To be sure, many economists remain skeptical. And Draghi used a separate appearance in Paris on Friday to deliver a lecture on economic competitiveness that, given the setting, could be read as a warning to France, the second-largest economy in the eurozone, after Germany. The country is seen as a risk because of rigid labor regulations and other rules that critics say suppress entrepreneurship.
“It is indeed of utmost importance that national policies continue to focus not only on fiscal measures,’’ Draghi said, ‘‘but at the same time address key structural problems in labor and product markets.’’
Draghi acknowledged that government austerity measures would bring ‘‘a short-term contraction in economic activity,’’ something he said was ‘‘inevitable.’’ And he said again that the central bank was ready to do ‘‘everything necessary’’ to maintain stability in the eurozone. The central bank has promised to buy debt from countries like Spain in any amount necessary to hold down their borrowing costs, provided they agree to conditions.

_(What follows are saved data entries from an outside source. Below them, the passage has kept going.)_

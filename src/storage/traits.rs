use async_trait::async_trait;
use chrono::{DateTime, Utc};
use serde::{Deserialize, Serialize};
use std::fmt;
use std::time::Duration;
use uuid::Uuid;

#[derive(Debug, thiserror::Error)]
pub enum StorageError {
    #[error("database error: {0}")]
    Database(String),

    #[error("serialization error: {0}")]
    Serialization(#[from] serde_json::Error),

    #[error("storage lock poisoned")]
    Poisoned,
}

/// Scheduling cursors persisted per uploader identifier.
///
/// Each cursor holds the absolute time at which the matching timer should
/// next fire. Absence means the timer is not armed.
#[derive(Debug, Clone, Copy, PartialEq, Eq, Hash, Serialize, Deserialize)]
#[serde(rename_all = "snake_case")]
pub enum DateType {
    NextBufferUpload,
    NextBufferUploadRetry,
    NextBufferRecord,
}

impl DateType {
    pub const ALL: [DateType; 3] = [
        DateType::NextBufferRecord,
        DateType::NextBufferUpload,
        DateType::NextBufferUploadRetry,
    ];

    pub fn as_str(&self) -> &'static str {
        match self {
            DateType::NextBufferUpload => "next_buffer_upload",
            DateType::NextBufferUploadRetry => "next_buffer_upload_retry",
            DateType::NextBufferRecord => "next_buffer_record",
        }
    }
}

impl fmt::Display for DateType {
    fn fmt(&self, f: &mut fmt::Formatter<'_>) -> fmt::Result {
        f.write_str(self.as_str())
    }
}

/// A frozen batch of serialized records waiting in the archive FIFO.
#[derive(Debug, Clone, PartialEq, Serialize, Deserialize)]
pub struct StoredBuffer {
    pub buffer_id: Uuid,
    pub archived_at: DateTime<Utc>,
    pub records: Vec<serde_json::Value>,
}

#[derive(Debug, Clone, Copy, Default, PartialEq, Eq)]
pub struct ArchiveOutcome {
    /// Id of the newly archived buffer, `None` when the current buffer was empty
    pub archived: Option<Uuid>,
    /// Number of old buffers discarded to stay within the buffer limit
    pub dropped: usize,
}

/// Opaque change-feed cursor handed out by a sample source.
#[derive(Debug, Clone, PartialEq, Eq, Serialize, Deserialize)]
pub struct Anchor(pub Vec<u8>);

impl Anchor {
    pub fn as_bytes(&self) -> &[u8] {
        &self.0
    }
}

/// Persistence contract for [`crate::batch::BatchUploader`].
///
/// All state is partitioned by the uploader identifier. Records cross this
/// boundary already serialized so the trait stays object safe.
#[async_trait]
pub trait BatchStorage: Send + Sync {
    async fn append_record(
        &self,
        identifier: &str,
        record: serde_json::Value,
    ) -> Result<(), StorageError>;

    /// Freeze the current buffer and push it onto the archive, dropping the
    /// oldest archived buffers beyond `buffer_limit`. Must be atomic with
    /// respect to `append_record`.
    async fn archive_current_buffer(
        &self,
        identifier: &str,
        buffer_limit: usize,
    ) -> Result<ArchiveOutcome, StorageError>;

    async fn oldest_archived_buffer(
        &self,
        identifier: &str,
    ) -> Result<Option<StoredBuffer>, StorageError>;

    /// Pop the archive head, but only if it is still the buffer identified by
    /// `buffer_id`. Returns whether a buffer was removed.
    async fn remove_oldest_archived_buffer(
        &self,
        identifier: &str,
        buffer_id: Uuid,
    ) -> Result<bool, StorageError>;

    async fn reset_all_buffers(&self, identifier: &str) -> Result<(), StorageError>;

    async fn current_buffer_len(&self, identifier: &str) -> Result<usize, StorageError>;

    async fn archived_buffer_count(&self, identifier: &str) -> Result<usize, StorageError>;

    async fn get_date(
        &self,
        identifier: &str,
        date_type: DateType,
    ) -> Result<Option<DateTime<Utc>>, StorageError>;

    async fn save_date(
        &self,
        identifier: &str,
        date_type: DateType,
        date: DateTime<Utc>,
    ) -> Result<(), StorageError>;

    async fn reset_date(&self, identifier: &str, date_type: DateType) -> Result<(), StorageError>;

    async fn get_record_interval(&self, identifier: &str)
        -> Result<Option<Duration>, StorageError>;

    async fn save_record_interval(
        &self,
        identifier: &str,
        interval: Duration,
    ) -> Result<(), StorageError>;
}

/// Persistence contract for [`crate::sequence::SequenceCoordinator`] and its
/// sub-uploaders.
#[async_trait]
pub trait SequenceStorage: Send + Sync {
    async fn last_completed_uploader(&self) -> Result<Option<String>, StorageError>;

    async fn set_last_completed_uploader(&self, key: Option<&str>) -> Result<(), StorageError>;

    async fn last_pass_completion(&self) -> Result<Option<DateTime<Utc>>, StorageError>;

    async fn set_last_pass_completion(&self, date: DateTime<Utc>) -> Result<(), StorageError>;

    async fn last_pass_start(&self) -> Result<Option<DateTime<Utc>>, StorageError>;

    async fn set_last_pass_start(&self, date: DateTime<Utc>) -> Result<(), StorageError>;

    async fn upload_window_start(&self) -> Result<Option<DateTime<Utc>>, StorageError>;

    async fn set_upload_window_start(&self, date: DateTime<Utc>) -> Result<(), StorageError>;

    async fn load_anchor(&self, category: &str) -> Result<Option<Anchor>, StorageError>;

    async fn save_anchor(&self, category: &str, anchor: &Anchor) -> Result<(), StorageError>;
}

The ECB gained a little more maneuvering room for measures to combat the crisis after another report said that inflation in the eurozone declined to 2.2 percent in November from 2.5 percent in October. The ECB seeks to hold inflation to about 2 percent. The falling inflation rate should help mute complaints from the Bundesbank, Germany’s central bank, that ECB measures pose a risk to price stability.
Lower inflation would also make it easier for the ECB to cut its main interest rate, which already stands at a record low of 0.75 percent. But most analysts do not expect a cut next week when the bank holds its monthly monetary policy meeting.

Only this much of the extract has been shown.